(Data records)
——————

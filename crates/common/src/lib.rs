//! Shared types used across the delve workspace.
//!
//! # Invariants
//! - `GridCoord` is the only key into grid occupancy state.
//! - Every scene entity carries exactly one `EntityKind`.

mod coord;
mod types;

pub use coord::GridCoord;
pub use types::{EntityId, EntityKind, PrefabHandle, Transform};
use std::hint::black_box;
use std::time::Instant;

use delve_common::GridCoord;
use delve_gen::{DungeonConfig, DungeonGenerator, PrefabSet, corridor_path};

fn generator(grid_size: u32, rooms: u32) -> DungeonGenerator {
    DungeonGenerator::new(
        DungeonConfig {
            grid_size,
            min_rooms: rooms,
            max_rooms: rooms,
            ..DungeonConfig::default()
        },
        PrefabSet::placeholders(),
    )
}

fn bench_generate(grid_size: u32, rooms: u32, iterations: usize) {
    let mut g = generator(grid_size, rooms);

    let start = Instant::now();
    for i in 0..iterations {
        let _ = black_box(g.generate_with_seed(black_box(i as u64)));
    }
    let elapsed = start.elapsed();
    let per_iter = elapsed / iterations as u32;
    println!(
        "  generate (grid {grid_size}, {rooms} rooms, {iterations} iters): {per_iter:?}/iter, total {elapsed:?}"
    );
}

fn bench_regenerate_same_seed(grid_size: u32, rooms: u32, iterations: usize) {
    let mut g = generator(grid_size, rooms);
    let _ = g.generate_with_seed(7);

    let start = Instant::now();
    for _ in 0..iterations {
        let _ = black_box(g.generate_with_seed(black_box(7)));
    }
    let elapsed = start.elapsed();
    let per_iter = elapsed / iterations as u32;
    println!(
        "  regenerate (grid {grid_size}, {rooms} rooms, {iterations} iters): {per_iter:?}/iter, total {elapsed:?}"
    );
}

fn bench_corridor_path(span: i32, iterations: usize) {
    let from = GridCoord::new(0, 0, 0);
    let to = GridCoord::new(span, span, span);

    let start = Instant::now();
    for _ in 0..iterations {
        let _ = black_box(corridor_path(black_box(from), black_box(to)));
    }
    let elapsed = start.elapsed();
    let per_iter = elapsed / iterations as u32;
    println!(
        "  corridor path (span {span}, {iterations} iters): {per_iter:?}/iter, total {elapsed:?}"
    );
}

fn main() {
    println!("=== Dungeon Generation Benchmarks ===\n");

    println!("Full pipeline:");
    bench_generate(5, 10, 1000);
    bench_generate(9, 30, 200);
    bench_generate(15, 100, 20);

    println!("\nRegeneration with teardown:");
    bench_regenerate_same_seed(5, 10, 1000);
    bench_regenerate_same_seed(9, 30, 200);

    println!("\nCorridor path:");
    bench_corridor_path(4, 100_000);
    bench_corridor_path(32, 10_000);

    println!("\n=== Done ===");
}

——————

▶ **What you need to do**: Wherever the string "from" occurs in the entries, copy that whole line.

▶ **Your solution**:
    let from = GridCoord::new(0, 0, 0);
        let _ = black_box(corridor_path(black_box(from), black_box(to)));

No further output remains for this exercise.